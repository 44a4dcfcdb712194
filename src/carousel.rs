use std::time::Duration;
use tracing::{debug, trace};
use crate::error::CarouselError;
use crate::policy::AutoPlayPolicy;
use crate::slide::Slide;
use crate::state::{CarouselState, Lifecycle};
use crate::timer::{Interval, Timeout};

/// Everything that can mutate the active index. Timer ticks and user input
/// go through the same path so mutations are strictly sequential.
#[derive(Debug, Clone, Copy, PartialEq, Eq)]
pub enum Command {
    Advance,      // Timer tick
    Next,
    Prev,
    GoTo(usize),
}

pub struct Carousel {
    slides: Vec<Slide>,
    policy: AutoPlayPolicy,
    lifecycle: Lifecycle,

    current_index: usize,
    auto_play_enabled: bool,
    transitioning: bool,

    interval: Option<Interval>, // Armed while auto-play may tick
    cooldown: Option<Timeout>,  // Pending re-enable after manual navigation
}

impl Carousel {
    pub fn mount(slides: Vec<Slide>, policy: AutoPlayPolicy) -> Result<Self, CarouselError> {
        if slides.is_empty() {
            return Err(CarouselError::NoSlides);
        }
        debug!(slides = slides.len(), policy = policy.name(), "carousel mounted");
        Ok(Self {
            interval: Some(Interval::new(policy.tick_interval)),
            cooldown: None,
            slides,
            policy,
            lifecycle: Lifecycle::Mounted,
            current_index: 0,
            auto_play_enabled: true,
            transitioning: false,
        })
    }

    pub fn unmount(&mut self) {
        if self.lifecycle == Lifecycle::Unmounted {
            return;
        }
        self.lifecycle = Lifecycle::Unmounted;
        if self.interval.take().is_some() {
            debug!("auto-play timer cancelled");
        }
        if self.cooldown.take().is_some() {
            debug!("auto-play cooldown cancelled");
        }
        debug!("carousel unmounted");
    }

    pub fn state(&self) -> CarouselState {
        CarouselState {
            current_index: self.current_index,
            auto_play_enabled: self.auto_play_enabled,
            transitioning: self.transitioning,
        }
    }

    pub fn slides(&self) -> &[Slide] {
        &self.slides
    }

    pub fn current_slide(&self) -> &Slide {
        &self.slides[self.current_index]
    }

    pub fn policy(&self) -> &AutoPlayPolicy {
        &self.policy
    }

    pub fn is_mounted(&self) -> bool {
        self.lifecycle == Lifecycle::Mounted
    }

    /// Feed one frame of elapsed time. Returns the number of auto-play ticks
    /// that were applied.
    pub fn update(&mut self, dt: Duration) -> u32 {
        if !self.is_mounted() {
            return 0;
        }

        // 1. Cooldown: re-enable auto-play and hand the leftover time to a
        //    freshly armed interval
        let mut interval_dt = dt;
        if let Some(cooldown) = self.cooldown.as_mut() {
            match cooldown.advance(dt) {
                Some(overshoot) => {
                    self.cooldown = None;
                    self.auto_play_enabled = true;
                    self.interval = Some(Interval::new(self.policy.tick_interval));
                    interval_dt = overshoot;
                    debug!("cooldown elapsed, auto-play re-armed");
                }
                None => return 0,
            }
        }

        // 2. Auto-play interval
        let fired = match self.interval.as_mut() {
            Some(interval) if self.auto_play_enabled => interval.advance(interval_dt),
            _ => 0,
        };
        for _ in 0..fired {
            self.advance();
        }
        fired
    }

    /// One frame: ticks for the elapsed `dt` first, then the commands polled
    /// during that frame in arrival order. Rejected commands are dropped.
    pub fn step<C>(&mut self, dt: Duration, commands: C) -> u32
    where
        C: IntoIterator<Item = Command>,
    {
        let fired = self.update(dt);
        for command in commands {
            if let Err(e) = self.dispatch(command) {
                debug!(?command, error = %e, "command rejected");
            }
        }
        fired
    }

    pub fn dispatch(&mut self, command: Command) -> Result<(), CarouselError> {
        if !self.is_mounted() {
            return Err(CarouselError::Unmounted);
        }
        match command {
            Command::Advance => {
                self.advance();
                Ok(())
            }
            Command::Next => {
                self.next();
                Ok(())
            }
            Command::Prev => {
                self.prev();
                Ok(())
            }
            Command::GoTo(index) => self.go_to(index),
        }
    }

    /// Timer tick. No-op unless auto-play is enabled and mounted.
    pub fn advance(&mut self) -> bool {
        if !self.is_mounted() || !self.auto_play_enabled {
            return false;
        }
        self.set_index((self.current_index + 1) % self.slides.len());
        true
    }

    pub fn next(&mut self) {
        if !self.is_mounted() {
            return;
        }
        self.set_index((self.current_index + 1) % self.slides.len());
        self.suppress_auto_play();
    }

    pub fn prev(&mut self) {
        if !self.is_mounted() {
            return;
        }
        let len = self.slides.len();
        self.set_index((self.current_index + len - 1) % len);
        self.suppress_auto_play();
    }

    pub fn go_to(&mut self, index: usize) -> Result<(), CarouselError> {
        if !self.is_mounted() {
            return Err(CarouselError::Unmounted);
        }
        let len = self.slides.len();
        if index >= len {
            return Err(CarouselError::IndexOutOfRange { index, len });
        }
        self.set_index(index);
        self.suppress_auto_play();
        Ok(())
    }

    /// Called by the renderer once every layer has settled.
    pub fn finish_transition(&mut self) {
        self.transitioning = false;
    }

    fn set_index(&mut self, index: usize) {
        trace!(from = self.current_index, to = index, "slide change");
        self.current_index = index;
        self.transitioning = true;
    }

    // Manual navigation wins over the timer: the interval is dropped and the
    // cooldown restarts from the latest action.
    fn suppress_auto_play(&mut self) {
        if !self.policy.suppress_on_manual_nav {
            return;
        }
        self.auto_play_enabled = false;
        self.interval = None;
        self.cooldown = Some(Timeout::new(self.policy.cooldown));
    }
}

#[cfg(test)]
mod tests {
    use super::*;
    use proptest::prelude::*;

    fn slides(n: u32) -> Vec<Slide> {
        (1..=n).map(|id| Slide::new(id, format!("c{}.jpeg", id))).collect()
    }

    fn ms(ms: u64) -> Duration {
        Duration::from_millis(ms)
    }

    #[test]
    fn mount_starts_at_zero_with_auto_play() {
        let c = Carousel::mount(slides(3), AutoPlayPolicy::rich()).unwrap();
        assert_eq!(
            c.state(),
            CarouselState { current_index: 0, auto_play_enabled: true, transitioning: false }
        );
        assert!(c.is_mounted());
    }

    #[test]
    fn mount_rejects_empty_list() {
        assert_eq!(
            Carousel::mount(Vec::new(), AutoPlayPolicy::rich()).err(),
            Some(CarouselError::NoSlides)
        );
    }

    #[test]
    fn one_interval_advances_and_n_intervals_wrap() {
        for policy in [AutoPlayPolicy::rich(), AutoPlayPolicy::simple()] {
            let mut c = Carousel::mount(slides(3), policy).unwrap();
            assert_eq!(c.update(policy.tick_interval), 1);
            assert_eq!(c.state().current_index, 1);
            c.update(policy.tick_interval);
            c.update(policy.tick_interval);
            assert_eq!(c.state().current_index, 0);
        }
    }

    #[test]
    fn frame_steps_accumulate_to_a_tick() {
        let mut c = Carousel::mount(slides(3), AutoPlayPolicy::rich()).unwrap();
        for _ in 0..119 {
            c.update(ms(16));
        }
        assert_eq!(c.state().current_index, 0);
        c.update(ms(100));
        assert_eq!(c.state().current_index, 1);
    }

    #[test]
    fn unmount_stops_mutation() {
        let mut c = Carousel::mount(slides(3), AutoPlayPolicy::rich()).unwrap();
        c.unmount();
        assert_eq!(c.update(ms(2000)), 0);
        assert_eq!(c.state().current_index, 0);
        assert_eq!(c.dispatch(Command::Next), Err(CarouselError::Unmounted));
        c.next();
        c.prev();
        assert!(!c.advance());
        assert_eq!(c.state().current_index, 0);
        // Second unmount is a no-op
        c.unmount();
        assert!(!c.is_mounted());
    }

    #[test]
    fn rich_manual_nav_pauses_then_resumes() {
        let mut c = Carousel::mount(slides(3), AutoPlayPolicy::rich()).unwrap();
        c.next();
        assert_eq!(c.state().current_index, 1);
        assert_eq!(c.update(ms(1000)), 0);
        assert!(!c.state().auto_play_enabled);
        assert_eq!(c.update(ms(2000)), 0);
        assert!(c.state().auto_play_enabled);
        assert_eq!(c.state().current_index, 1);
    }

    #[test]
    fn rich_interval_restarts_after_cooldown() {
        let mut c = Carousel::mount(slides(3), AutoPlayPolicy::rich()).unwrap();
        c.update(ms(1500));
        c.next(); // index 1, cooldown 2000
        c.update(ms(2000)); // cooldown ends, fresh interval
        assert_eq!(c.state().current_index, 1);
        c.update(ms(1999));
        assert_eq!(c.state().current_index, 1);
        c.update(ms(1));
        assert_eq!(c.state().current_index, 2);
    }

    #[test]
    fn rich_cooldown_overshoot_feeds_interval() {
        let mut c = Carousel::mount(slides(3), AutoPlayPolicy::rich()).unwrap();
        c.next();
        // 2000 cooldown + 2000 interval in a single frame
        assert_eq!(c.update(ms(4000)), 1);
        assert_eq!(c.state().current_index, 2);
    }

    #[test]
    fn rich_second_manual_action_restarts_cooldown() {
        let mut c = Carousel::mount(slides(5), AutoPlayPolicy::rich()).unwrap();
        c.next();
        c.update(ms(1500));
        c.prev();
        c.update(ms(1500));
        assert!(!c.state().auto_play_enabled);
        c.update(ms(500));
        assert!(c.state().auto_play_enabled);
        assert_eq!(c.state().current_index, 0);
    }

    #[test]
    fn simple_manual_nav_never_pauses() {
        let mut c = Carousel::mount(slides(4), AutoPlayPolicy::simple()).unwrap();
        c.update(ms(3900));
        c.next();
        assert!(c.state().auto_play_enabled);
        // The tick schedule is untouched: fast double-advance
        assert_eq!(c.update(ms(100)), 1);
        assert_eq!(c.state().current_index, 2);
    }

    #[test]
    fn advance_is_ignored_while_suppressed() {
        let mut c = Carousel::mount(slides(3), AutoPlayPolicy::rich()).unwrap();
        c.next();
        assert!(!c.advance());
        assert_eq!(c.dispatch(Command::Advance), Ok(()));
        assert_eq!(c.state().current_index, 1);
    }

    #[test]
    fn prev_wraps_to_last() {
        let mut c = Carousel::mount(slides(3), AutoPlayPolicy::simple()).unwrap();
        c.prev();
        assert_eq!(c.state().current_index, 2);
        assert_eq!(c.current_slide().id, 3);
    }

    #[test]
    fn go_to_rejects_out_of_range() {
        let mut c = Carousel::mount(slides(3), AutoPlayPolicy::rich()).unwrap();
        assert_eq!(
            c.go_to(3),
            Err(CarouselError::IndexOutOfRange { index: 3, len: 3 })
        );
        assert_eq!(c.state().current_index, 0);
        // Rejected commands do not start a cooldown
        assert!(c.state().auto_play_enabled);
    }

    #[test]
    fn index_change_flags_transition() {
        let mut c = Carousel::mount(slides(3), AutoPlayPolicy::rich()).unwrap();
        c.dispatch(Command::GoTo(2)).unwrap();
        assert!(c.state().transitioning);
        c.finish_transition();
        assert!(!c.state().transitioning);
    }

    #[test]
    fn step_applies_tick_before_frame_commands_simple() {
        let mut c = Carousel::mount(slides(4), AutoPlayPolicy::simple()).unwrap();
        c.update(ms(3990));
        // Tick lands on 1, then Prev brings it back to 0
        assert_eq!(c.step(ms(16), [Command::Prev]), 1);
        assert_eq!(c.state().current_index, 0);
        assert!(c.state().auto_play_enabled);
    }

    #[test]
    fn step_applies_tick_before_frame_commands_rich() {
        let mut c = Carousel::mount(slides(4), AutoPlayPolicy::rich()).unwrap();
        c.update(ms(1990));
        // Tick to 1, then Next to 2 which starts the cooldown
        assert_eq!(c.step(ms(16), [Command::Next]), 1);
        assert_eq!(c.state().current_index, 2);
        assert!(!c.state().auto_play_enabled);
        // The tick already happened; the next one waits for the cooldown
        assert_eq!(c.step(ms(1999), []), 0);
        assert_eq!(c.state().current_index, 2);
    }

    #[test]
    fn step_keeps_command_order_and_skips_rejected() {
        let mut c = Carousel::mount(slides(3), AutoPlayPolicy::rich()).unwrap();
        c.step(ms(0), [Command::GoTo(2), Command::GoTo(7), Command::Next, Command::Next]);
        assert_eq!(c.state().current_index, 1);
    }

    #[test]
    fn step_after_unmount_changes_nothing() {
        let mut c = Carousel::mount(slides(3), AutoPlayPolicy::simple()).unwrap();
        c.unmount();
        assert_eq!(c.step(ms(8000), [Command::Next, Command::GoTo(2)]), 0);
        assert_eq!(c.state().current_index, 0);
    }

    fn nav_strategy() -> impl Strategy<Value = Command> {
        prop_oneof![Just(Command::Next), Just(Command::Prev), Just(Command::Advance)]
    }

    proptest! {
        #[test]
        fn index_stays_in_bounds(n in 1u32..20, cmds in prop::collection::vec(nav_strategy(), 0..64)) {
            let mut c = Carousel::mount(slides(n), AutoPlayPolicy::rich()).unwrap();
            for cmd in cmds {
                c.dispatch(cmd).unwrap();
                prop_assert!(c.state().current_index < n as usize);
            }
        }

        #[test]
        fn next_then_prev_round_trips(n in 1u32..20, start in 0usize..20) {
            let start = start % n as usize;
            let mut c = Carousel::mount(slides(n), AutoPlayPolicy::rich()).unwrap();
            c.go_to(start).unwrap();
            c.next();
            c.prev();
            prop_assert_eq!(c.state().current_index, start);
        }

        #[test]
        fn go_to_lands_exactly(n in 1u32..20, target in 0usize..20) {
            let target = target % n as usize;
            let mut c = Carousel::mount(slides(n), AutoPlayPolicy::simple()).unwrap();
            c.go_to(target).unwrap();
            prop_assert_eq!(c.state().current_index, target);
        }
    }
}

________

GOAL OF THE EXERCISE: Across the records above, how many lines contain the word "Option"? Give the number by itself.

EXPECTED OUTPUT: 2